▶ **TASK STATEMENT**
Exactly as written, copy the lines that run from the start of the data below to the line containing "#[derive(Debug)]", both ends included.

▶ **TASK DATA**
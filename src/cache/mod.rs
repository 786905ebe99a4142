// Cache-or-fetch store for construction project records. The cache is shared
// application-wide; workflows only read from it and invalidate entries after
// their own writes succeed.

use std::sync::Arc;
use std::time::Duration;

use async_trait::async_trait;
use moka::future::Cache;
use tracing::debug;

use crate::api::{ApiError, GwrTransport};
use crate::config::CacheConfig;
use crate::models::ConstructionProject;

/// Lookup and invalidation of construction project records.
#[async_trait]
pub trait ConstructionProjectStore: Send + Sync {
    /// Resolve a project by identifier, from the cache when possible.
    async fn get_from_cache_or_api(&self, project_id: u64)
        -> Result<ConstructionProject, ApiError>;

    /// Drop the cached entry for this project.
    async fn clear_cache(&self, project_id: u64);
}

/// Moka-backed store in front of the register transport.
#[derive(Debug)]
pub struct CachedProjectStore {
    transport: Arc<GwrTransport>,
    cache: Cache<u64, ConstructionProject>,
}

impl CachedProjectStore {
    pub fn new(transport: Arc<GwrTransport>, cache_config: &CacheConfig) -> Self {
        let cache = Cache::builder()
            .max_capacity(cache_config.max_capacity)
            .time_to_live(Duration::from_secs(cache_config.ttl_seconds))
            .build();
        Self { transport, cache }
    }
}

#[async_trait]
impl ConstructionProjectStore for CachedProjectStore {
    async fn get_from_cache_or_api(
        &self,
        project_id: u64,
    ) -> Result<ConstructionProject, ApiError> {
        if let Some(project) = self.cache.get(&project_id).await {
            debug!(project_id, "construction project cache hit");
            return Ok(project);
        }
        let project: ConstructionProject = self
            .transport
            .get_json(&format!("/constructionprojects/{project_id}"))
            .await?;
        self.cache.insert(project_id, project.clone()).await;
        Ok(project)
    }

    async fn clear_cache(&self, project_id: u64) {
        self.cache.invalidate(&project_id).await;
    }
}
use anyhow::Result;
use tracing_subscriber::{layer::SubscriberExt, util::SubscriberInitExt, EnvFilter};
use uuid::Uuid;

use crate::config::ObservabilityConfig;

/// Initialize tracing with JSON output for structured logging. This provides
/// the correlation IDs and structured data needed to follow a form session
/// across the fetch, save and transition workflows.
pub fn init_telemetry(config: &ObservabilityConfig) -> Result<()> {
    tracing_subscriber::registry()
        .with(
            tracing_subscriber::fmt::layer()
                .json()
                .with_current_span(true)
                .with_span_list(true),
        )
        .with(telemetry_filter(&config.log_level))
        .init();

    tracing::info!("gwr-workflow telemetry initialized with structured logging");
    Ok(())
}

/// RUST_LOG wins when set; otherwise the configured level applies.
fn telemetry_filter(log_level: &str) -> EnvFilter {
    EnvFilter::try_from_default_env()
        .or_else(|_| EnvFilter::try_new(log_level))
        .unwrap_or_else(|_| EnvFilter::new("info"))
}

/// Generate a correlation ID for linking the operations of one form session.
pub fn generate_correlation_id() -> String {
    Uuid::new_v4().to_string()
}

/// Create a span with common workflow attributes.
pub fn create_workflow_span(
    operation: &str,
    project_id: Option<u64>,
    egid: Option<u64>,
    correlation_id: Option<&str>,
) -> tracing::Span {
    tracing::info_span!(
        "building_workflow",
        operation = operation,
        project.id = project_id,
        building.egid = egid,
        correlation.id = correlation_id,
    )
}
// gwr-workflow - building-record synchronization and status transitions
// This exposes the workflow controller and its collaborator seams for the
// host application and for testing.

pub mod api;
pub mod cache;
pub mod config;
pub mod controller;
pub mod intl;
pub mod models;
pub mod notify;
pub mod tasks;
pub mod telemetry;

// Re-export key types for easy access
pub use api::{ApiError, BuildingApi, GwrTransport, HttpBuildingApi};
pub use cache::{CachedProjectStore, ConstructionProjectStore};
pub use config::{ApiConfig, CacheConfig, GwrConfig, ObservabilityConfig, RateLimitConfig};
pub use controller::{BuildingFormController, Navigator, BUILDING_EDIT_FORM_ROUTE};
pub use intl::{Localizer, MessageCatalog};
pub use models::{
    Building, BuildingStatus, BuildingWork, ConstructionProject, FormModel, TransitionParameter,
};
pub use notify::{Notifier, TracingNotifier};
pub use tasks::{DropTask, LastValue};
pub use telemetry::{create_workflow_span, generate_correlation_id, init_telemetry};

▶ **PROBLEM SOLUTION**
filename src/cache/mod.rs
repository 786905ebe99a4142
// Cache-or-fetch store for construction project records. The cache is shared
// application-wide; workflows only read from it and invalidate entries after
// their own writes succeed.

use std::sync::Arc;
use std::time::Duration;

use async_trait::async_trait;
use moka::future::Cache;
use tracing::debug;

use crate::api::{ApiError, GwrTransport};
use crate::config::CacheConfig;
use crate::models::ConstructionProject;

/// Lookup and invalidation of construction project records.
#[async_trait]
pub trait ConstructionProjectStore: Send + Sync {
    /// Resolve a project by identifier, from the cache when possible.
    async fn get_from_cache_or_api(&self, project_id: u64)
        -> Result<ConstructionProject, ApiError>;

    /// Drop the cached entry for this project.
    async fn clear_cache(&self, project_id: u64);
}

/// Moka-backed store in front of the register transport.
#[derive(Debug)]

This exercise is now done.